Но в иных домах разговоры не носили столь мирного характера. Хозяева от страха отмалчивались, а когда под мощными ударами двери начинали трещать — они выскакивали через окно в сад. Тут их и ловили, как зайцев.

— Ну что, как дела? — кричал т. Дюба, появляясь на своем коньке то в том, то в ином месте.

— Да вот еще трех голяков пымали, — отвечали ему расторопные голоса.

— Так им, шельмам, и надо. Пусть в общественном месте голяком не бегают.

— Да мы спали, товарищ Дюба, — говорил кто-нибудь из тех, кто побойчей, — мы думали бандиты — где тут одеться!

— А вот теперь и посидите, чтобы в другой раз не думать, — резонно возражал начугрозы, — в камере выспитесь!

— Так дайте же нам хоть одеться, — просили пленники, стыдливо прикрываясь руками.

— Ишь ты, выдумали — одеваться! А что же мне тогда за вас самому голым идти? Нет, уж будьте покойны!

На утро собралось у товарища Дюбы голых пятнадцать человек, из которых пять — женщин. Всех их без дальнейших разговоров этапом отправили в Погребищи с соответствующими короткими, но точными донесениями:

...

При сем препровождается 15 (пятнадцать) человек, своим голым видом возбудивших подозрение. Принимаются строжайшие меры к полной ликвидации преступного элемента, через окончательное изъятие голого тела.

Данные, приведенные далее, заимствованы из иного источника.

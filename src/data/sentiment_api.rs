//! Fear & Greed composite index.

use anyhow::{Context, Result};
use serde::Deserialize;

use crate::config::ENDPOINTS;
use crate::data::{http_client, with_retries};
use crate::models::SentimentReading;
use crate::utils::TimeUtils;

// The API serializes every field as a string
#[derive(Debug, Deserialize)]
struct FngEnvelope {
    data: Vec<FngEntry>,
}

#[derive(Debug, Deserialize)]
struct FngEntry {
    value: String,
    value_classification: String,
    timestamp: String,
}

/// Current index value (0-100), classification label and update time.
pub async fn fetch_sentiment() -> Result<SentimentReading> {
    let client = http_client()?;

    with_retries("sentiment", || async {
        let envelope: FngEnvelope = client
            .get(ENDPOINTS.sentiment.fng_url)
            .send()
            .await?
            .error_for_status()?
            .json()
            .await
            .context("Malformed sentiment response")?;

        let entry = envelope
            .data
            .into_iter()
            .next()
            .context("Sentiment response carried no entries")?;

        let value: f64 = entry
            .value
            .parse()
            .context("Sentiment value was not numeric")?;
        let timestamp_s: i64 = entry
            .timestamp
            .parse()
            .context("Sentiment timestamp was not numeric")?;

        Ok(SentimentReading {
            value,
            classification: entry.value_classification,
            timestamp_ms: timestamp_s * TimeUtils::MS_IN_S,
        })
    })
    .await
}

#[cfg(test)]
mod tests {
    use super::*;

    #[test]
    fn test_envelope_parses_stringly_typed_fields() {
        let raw = r#"{
            "name": "Fear and Greed Index",
            "data": [{"value": "73", "value_classification": "Greed",
                      "timestamp": "1718928000", "time_until_update": "3600"}]
        }"#;
        let envelope: FngEnvelope = serde_json::from_str(raw).unwrap();

        let entry = &envelope.data[0];
        assert_eq!(entry.value, "73");
        assert_eq!(entry.value_classification, "Greed");
        assert_eq!(entry.timestamp.parse::<i64>().unwrap(), 1_718_928_000);
    }
}
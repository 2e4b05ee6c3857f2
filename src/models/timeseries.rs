use serde::{Deserialize, Serialize};

// ============================================================================
// TimePoint: one observation in a day-granularity metric series
// ============================================================================

/// Series handed to the chart pipeline are ordered ascending by `t` with no
/// duplicate timestamps.
#[derive(Serialize, Deserialize, Debug, Clone, Copy, PartialEq)]
pub struct TimePoint {
    /// Epoch milliseconds
    pub t: i64,
    pub value: f64,
}

impl TimePoint {
    pub fn new(t: i64, value: f64) -> Self {
        Self { t, value }
    }
}

// ============================================================================
// MergedPoint: union of the price and MVRV time axes
// ============================================================================

/// Produced by the merger. A point carries one or both values depending on
/// whether the source series had samples inside the tolerance window.
#[derive(Serialize, Deserialize, Debug, Clone, Copy, PartialEq)]
pub struct MergedPoint {
    pub t: i64,
    pub price: Option<f64>,
    pub mvrv: Option<f64>,
}

/// First and last timestamps of a series, when it has any.
pub fn series_range(series: &[TimePoint]) -> Option<(i64, i64)> {
    match (series.first(), series.last()) {
        (Some(first), Some(last)) => Some((first.t, last.t)),
        _ => None,
    }
}

#[cfg(test)]
mod tests {
    use super::*;

    #[test]
    fn test_series_range() {
        assert_eq!(series_range(&[]), None);

        let series = vec![
            TimePoint::new(100, 1.0),
            TimePoint::new(200, 2.0),
            TimePoint::new(300, 3.0),
        ];
        assert_eq!(series_range(&series), Some((100, 300)));
    }
}
//! Minimal markdown-to-HTML rewriting.
//!
//! Not a compliant parser: a fixed set of constructs is rewritten by ordered
//! pattern substitution. Output is trusted raw HTML (post sources are the
//! blog author's own files) and is not escaped.

use once_cell::sync::Lazy;
use regex::Regex;

static H3: Lazy<Regex> = Lazy::new(|| Regex::new(r"(?m)^### (.*)$").unwrap());
static H2: Lazy<Regex> = Lazy::new(|| Regex::new(r"(?m)^## (.*)$").unwrap());
static H1: Lazy<Regex> = Lazy::new(|| Regex::new(r"(?m)^# (.*)$").unwrap());
static BLOCKQUOTE: Lazy<Regex> = Lazy::new(|| Regex::new(r"(?m)^> (.*)$").unwrap());
static BOLD: Lazy<Regex> = Lazy::new(|| Regex::new(r"\*\*(.+?)\*\*").unwrap());
static ITALIC: Lazy<Regex> = Lazy::new(|| Regex::new(r"\*(.+?)\*").unwrap());
static CODE: Lazy<Regex> = Lazy::new(|| Regex::new(r"`([^`]+)`").unwrap());
static LIST_ITEM: Lazy<Regex> = Lazy::new(|| Regex::new(r"\n- (.*)").unwrap());
static LINK: Lazy<Regex> = Lazy::new(|| Regex::new(r"\[([^\]]+)\]\(([^)]+)\)").unwrap());

/// Rewrite a constrained markdown subset into an HTML fragment.
///
/// Substitution order is part of the contract: deepest heading first so `#`
/// never swallows `###`, and bold before italic so `**` is not consumed as
/// two single asterisks. Each `- item` line becomes its own single-item
/// `<ul>`; consecutive items are not merged into one list.
pub fn render_markdown(source: &str) -> String {
    let html = H3.replace_all(source, "<h3>$1</h3>");
    let html = H2.replace_all(&html, "<h2>$1</h2>");
    let html = H1.replace_all(&html, "<h1>$1</h1>");
    let html = BLOCKQUOTE.replace_all(&html, "<blockquote>$1</blockquote>");
    let html = BOLD.replace_all(&html, "<strong>$1</strong>");
    let html = ITALIC.replace_all(&html, "<em>$1</em>");
    let html = CODE.replace_all(&html, "<code>$1</code>");
    let html = LIST_ITEM.replace_all(&html, "\n<ul><li>$1</li></ul>");
    let html = html.replace("\n\n", "<br/><br/>");
    LINK.replace_all(
        &html,
        r#"<a href="$2" target="_blank" rel="noopener noreferrer">$1</a>"#,
    )
    .into_owned()
}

Одновременно с сим т. Хрусту доставлен был еще один голый человек при бумаге следующего содержания:


У. С. С. Р.

Весьма секретно.

Дерябинское Уездное Отделение

В Погребищенский ГУБ.

ОТДЕЛ Уголовного Розыска УГРОЗЫСКА

18 августа 1923 г.

исх. № 23/79

...

В исполнение предписания Губ. Отд. Угол. Розыска от 2-го августа 1923 г. Уездное отделение Угол. Розыска гор. Дерябки тотчас же приняло соответствующие меры, отрядив 6 (шесть) человек агентов на розыски вышеозначенного голого человека, но до 17-го числа сего м-ца никаких следов оного установить не представилось возможным, кроме того, как был задержан граж. Вороной, купавший сына Ивана 12-ти лет у себя в сажалке, и, как выяснилось из допроса, сажалка оказалась в пределах его, граж. Вороного, усадьбы, что нельзя назвать общественным местом, то граж. Вороной был отпущен с обязательным воспрещением совершения дальнейших действий. Семнадцатого числа сего м-ца произведен был обычный грабеж пассажирского поезда № 3, идущего из г. Москвы, каковой был совершен шайкой бандитов в 30 (тридцать) человек при пулемете и огнестрельном оружии, подложив на шпалы бревна, что вызвало остановку поезда, причем охрана поезда открыла правильную стрельбу, получив одно тяжелое ранение и два легких. На помощь из гор. Дерябки выслан был конный отряд милиции и агенты розыска, но, не доехав до места грабежа, бандиты разбежались, захватив с собою на подводах награбленное в размере чемоданов, количество которых в настоящее время устанавливается, а навстречу бежит к отряду человек совершенно голый.